## SUPPLIED RECORDS:
+ + + + +

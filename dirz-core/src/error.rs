//! Error taxonomy for archive operations.
//!
//! Every variant aborts the enclosing compress or restore call; nothing is
//! retried and nothing already written is rolled back.

use std::io;
use std::path::PathBuf;
use thiserror::Error;

#[derive(Error, Debug)]
pub enum ArchiveError {
    /// Source directory or archive file does not exist.
    #[error("not found: {}", .0.display())]
    NotFound(PathBuf),

    #[error("no files found in {}", .0.display())]
    EmptyDirectory(PathBuf),

    /// Per-file round trip produced different bytes than were read.
    #[error("compression validation failed for {}: hash mismatch", .0.display())]
    Validation(PathBuf),

    #[error("file count mismatch: archive has {archived} files, source had {expected} files")]
    CountMismatch { archived: usize, expected: usize },

    #[error("file {0} not found in archive")]
    MissingFile(String),

    /// Live source file no longer hashes to the recorded digest.
    #[error("hash mismatch for {0}")]
    Integrity(String),

    /// Stored payload is not base64, not gzip, or not the recorded bytes.
    #[error("decompression validation failed for {0}")]
    Decompression(String),

    #[error("unsafe path in archive: {0}")]
    UnsafePath(String),

    #[error("path is not valid UTF-8: {}", .0.display())]
    NonUtf8Path(PathBuf),

    #[error("malformed manifest in {}", path.display())]
    Manifest {
        path: PathBuf,
        #[source]
        source: serde_json::Error,
    },

    #[error("{context}")]
    Io {
        context: String,
        #[source]
        source: io::Error,
    },

    #[error("worker pool")]
    Pool(#[from] rayon::ThreadPoolBuildError),
}

pub type Result<T> = std::result::Result<T, ArchiveError>;

/// Attach a context line (path + phase) to a raw I/O failure.
pub(crate) trait IoContext<T> {
    fn io_context<F, S>(self, f: F) -> Result<T>
    where
        F: FnOnce() -> S,
        S: Into<String>;
}

impl<T> IoContext<T> for io::Result<T> {
    fn io_context<F, S>(self, f: F) -> Result<T>
    where
        F: FnOnce() -> S,
        S: Into<String>,
    {
        self.map_err(|source| ArchiveError::Io { context: f().into(), source })
    }
}

#[cfg(test)]
mod tests {
    use super::*;
    use std::error::Error as _;

    #[test]
    fn io_context_keeps_source() {
        let r: io::Result<()> = Err(io::Error::new(io::ErrorKind::Other, "disk on fire"));
        let err = r.io_context(|| "read /tmp/x").unwrap_err();
        assert_eq!(err.to_string(), "read /tmp/x");
        assert_eq!(err.source().unwrap().to_string(), "disk on fire");
    }

    #[test]
    fn count_mismatch_message_names_both_sides() {
        let err = ArchiveError::CountMismatch { archived: 2, expected: 3 };
        assert_eq!(
            err.to_string(),
            "file count mismatch: archive has 2 files, source had 3 files"
        );
    }
}
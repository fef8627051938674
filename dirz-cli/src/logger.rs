//! Logging configuration using tracing.

use tracing_subscriber::{layer::SubscriberExt, util::SubscriberInitExt, EnvFilter};

/// Initialize logging on stderr. `RUST_LOG` wins over `level` when set.
pub fn init(level: &str) -> anyhow::Result<()> {
    let filter = EnvFilter::try_from_default_env()
        .or_else(|_| EnvFilter::try_new(level))
        .unwrap_or_else(|_| EnvFilter::new("info"));

    tracing_subscriber::registry()
        .with(filter)
        .with(tracing_subscriber::fmt::layer().with_writer(std::io::stderr))
        .try_init()?;

    Ok(())
}
use anyhow::{Context, Result};
use dirz_core::{decompress_archive_with, RestoreOptions, RestoreReport};
use std::fs;
use std::path::{Path, PathBuf};
use tracing::info;

/// Where an archive lands when no output directory is given.
pub fn default_output_dir() -> Result<PathBuf> {
    Ok(std::env::current_dir().context("current dir")?.join("extracted"))
}

/// `N bytes` below 1 KiB, `X.XX KB` from there on.
pub fn human_size(bytes: u64) -> String {
    if bytes < 1024 {
        format!("{bytes} bytes")
    } else {
        format!("{:.2} KB", bytes as f64 / 1024.0)
    }
}

/// Top-level entries of `dir` with their sizes, sorted by name.
pub fn top_level_entries(dir: &Path) -> Result<Vec<(String, u64)>> {
    let mut out = vec![];
    for entry in fs::read_dir(dir).with_context(|| format!("read dir {}", dir.display()))? {
        let entry = entry?;
        let md = fs::metadata(entry.path())
            .with_context(|| format!("stat {}", entry.path().display()))?;
        out.push((entry.file_name().to_string_lossy().into_owned(), md.len()));
    }
    out.sort();
    Ok(out)
}

/// Restore `archive` and print what ended up in the output directory.
pub fn run_extract(archive: &Path, output: Option<PathBuf>, opts: &RestoreOptions) -> Result<RestoreReport> {
    let output = match output {
        Some(o) => o,
        None => default_output_dir()?,
    };
    info!(archive = %archive.display(), output = %output.display(), "extracting archive");

    let report = decompress_archive_with(archive, &output, opts)
        .with_context(|| format!("extract {}", archive.display()))?;
    info!(
        output = %report.output_dir.display(),
        files = report.files_restored,
        bytes = report.bytes_restored,
        "extraction complete"
    );

    for (name, size) in top_level_entries(&report.output_dir)? {
        println!("{name}\t{}", human_size(size));
    }
    Ok(report)
}

#[cfg(test)]
mod tests {
    use super::*;

    #[test]
    fn sizes_switch_to_kb_at_1024() {
        assert_eq!(human_size(0), "0 bytes");
        assert_eq!(human_size(1023), "1023 bytes");
        assert_eq!(human_size(1024), "1.00 KB");
        assert_eq!(human_size(1536), "1.50 KB");
    }

    #[test]
    fn entries_are_sorted_and_shallow() {
        let td = tempfile::tempdir().unwrap();
        fs::write(td.path().join("b.txt"), "bb").unwrap();
        fs::create_dir(td.path().join("a")).unwrap();
        fs::write(td.path().join("a/inner.txt"), "x").unwrap();
        let names: Vec<_> = top_level_entries(td.path()).unwrap().into_iter().map(|e| e.0).collect();
        assert_eq!(names, vec!["a", "b.txt"]);
    }
}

+ + + + +

## WORK INSTRUCTION:
Please return the whole listing, line for line, exactly.

## TASK RESPONSE:
filename dirz-core/src/error.rs
//! Error taxonomy for archive operations.
//!
//! Every variant aborts the enclosing compress or restore call; nothing is
//! retried and nothing already written is rolled back.

use std::io;
use std::path::PathBuf;
use thiserror::Error;

#[derive(Error, Debug)]
pub enum ArchiveError {
    /// Source directory or archive file does not exist.
    #[error("not found: {}", .0.display())]
    NotFound(PathBuf),

    #[error("no files found in {}", .0.display())]
    EmptyDirectory(PathBuf),

    /// Per-file round trip produced different bytes than were read.
    #[error("compression validation failed for {}: hash mismatch", .0.display())]
    Validation(PathBuf),

    #[error("file count mismatch: archive has {archived} files, source had {expected} files")]
    CountMismatch { archived: usize, expected: usize },

    #[error("file {0} not found in archive")]
    MissingFile(String),

    /// Live source file no longer hashes to the recorded digest.
    #[error("hash mismatch for {0}")]
    Integrity(String),

    /// Stored payload is not base64, not gzip, or not the recorded bytes.
    #[error("decompression validation failed for {0}")]
    Decompression(String),

    #[error("unsafe path in archive: {0}")]
    UnsafePath(String),

    #[error("path is not valid UTF-8: {}", .0.display())]
    NonUtf8Path(PathBuf),

    #[error("malformed manifest in {}", path.display())]
    Manifest {
        path: PathBuf,
        #[source]
        source: serde_json::Error,
    },

    #[error("{context}")]
    Io {
        context: String,
        #[source]
        source: io::Error,
    },

    #[error("worker pool")]
    Pool(#[from] rayon::ThreadPoolBuildError),
}

pub type Result<T> = std::result::Result<T, ArchiveError>;

/// Attach a context line (path + phase) to a raw I/O failure.
pub(crate) trait IoContext<T> {
    fn io_context<F, S>(self, f: F) -> Result<T>
    where
        F: FnOnce() -> S,
        S: Into<String>;
}

impl<T> IoContext<T> for io::Result<T> {
    fn io_context<F, S>(self, f: F) -> Result<T>
    where
        F: FnOnce() -> S,
        S: Into<String>,
    {
        self.map_err(|source| ArchiveError::Io { context: f().into(), source })
    }
}

#[cfg(test)]
mod tests {
    use super::*;
    use std::error::Error as _;

    #[test]
    fn io_context_keeps_source() {
        let r: io::Result<()> = Err(io::Error::new(io::ErrorKind::Other, "disk on fire"));
        let err = r.io_context(|| "read /tmp/x").unwrap_err();
        assert_eq!(err.to_string(), "read /tmp/x");
        assert_eq!(err.source().unwrap().to_string(), "disk on fire");
    }

    #[test]
    fn count_mismatch_message_names_both_sides() {
        let err = ArchiveError::CountMismatch { archived: 2, expected: 3 };
        assert_eq!(
            err.to_string(),
            "file count mismatch: archive has 2 files, source had 3 files"
        );
    }
}
repository fef8627051938674
filename dirz-cli/src/logger.rs
//! Logging configuration using tracing.

use tracing_subscriber::{layer::SubscriberExt, util::SubscriberInitExt, EnvFilter};

/// Initialize logging on stderr. `RUST_LOG` wins over `level` when set.
pub fn init(level: &str) -> anyhow::Result<()> {
    let filter = EnvFilter::try_from_default_env()
        .or_else(|_| EnvFilter::try_new(level))
        .unwrap_or_else(|_| EnvFilter::new("info"));

    tracing_subscriber::registry()
        .with(filter)
        .with(tracing_subscriber::fmt::layer().with_writer(std::io::stderr))
        .try_init()?;

    Ok(())
}
use anyhow::{Context, Result};
use dirz_core::{decompress_archive_with, RestoreOptions, RestoreReport};
use std::fs;
use std::path::{Path, PathBuf};
use tracing::info;

/// Where an archive lands when no output directory is given.
pub fn default_output_dir() -> Result<PathBuf> {
    Ok(std::env::current_dir().context("current dir")?.join("extracted"))
}

/// `N bytes` below 1 KiB, `X.XX KB` from there on.
pub fn human_size(bytes: u64) -> String {
    if bytes < 1024 {
        format!("{bytes} bytes")
    } else {
        format!("{:.2} KB", bytes as f64 / 1024.0)
    }
}

/// Top-level entries of `dir` with their sizes, sorted by name.
pub fn top_level_entries(dir: &Path) -> Result<Vec<(String, u64)>> {
    let mut out = vec![];
    for entry in fs::read_dir(dir).with_context(|| format!("read dir {}", dir.display()))? {
        let entry = entry?;
        let md = fs::metadata(entry.path())
            .with_context(|| format!("stat {}", entry.path().display()))?;
        out.push((entry.file_name().to_string_lossy().into_owned(), md.len()));
    }
    out.sort();
    Ok(out)
}

/// Restore `archive` and print what ended up in the output directory.
pub fn run_extract(archive: &Path, output: Option<PathBuf>, opts: &RestoreOptions) -> Result<RestoreReport> {
    let output = match output {
        Some(o) => o,
        None => default_output_dir()?,
    };
    info!(archive = %archive.display(), output = %output.display(), "extracting archive");

    let report = decompress_archive_with(archive, &output, opts)
        .with_context(|| format!("extract {}", archive.display()))?;
    info!(
        output = %report.output_dir.display(),
        files = report.files_restored,
        bytes = report.bytes_restored,
        "extraction complete"
    );

    for (name, size) in top_level_entries(&report.output_dir)? {
        println!("{name}\t{}", human_size(size));
    }
    Ok(report)
}

#[cfg(test)]
mod tests {
    use super::*;

    #[test]
    fn sizes_switch_to_kb_at_1024() {
        assert_eq!(human_size(0), "0 bytes");
        assert_eq!(human_size(1023), "1023 bytes");
        assert_eq!(human_size(1024), "1.00 KB");
        assert_eq!(human_size(1536), "1.50 KB");
    }

    #[test]
    fn entries_are_sorted_and_shallow() {
        let td = tempfile::tempdir().unwrap();
        fs::write(td.path().join("b.txt"), "bb").unwrap();
        fs::create_dir(td.path().join("a")).unwrap();
        fs::write(td.path().join("a/inner.txt"), "x").unwrap();
        let names: Vec<_> = top_level_entries(td.path()).unwrap().into_iter().map(|e| e.0).collect();
        assert_eq!(names, vec!["a", "b.txt"]);
    }
}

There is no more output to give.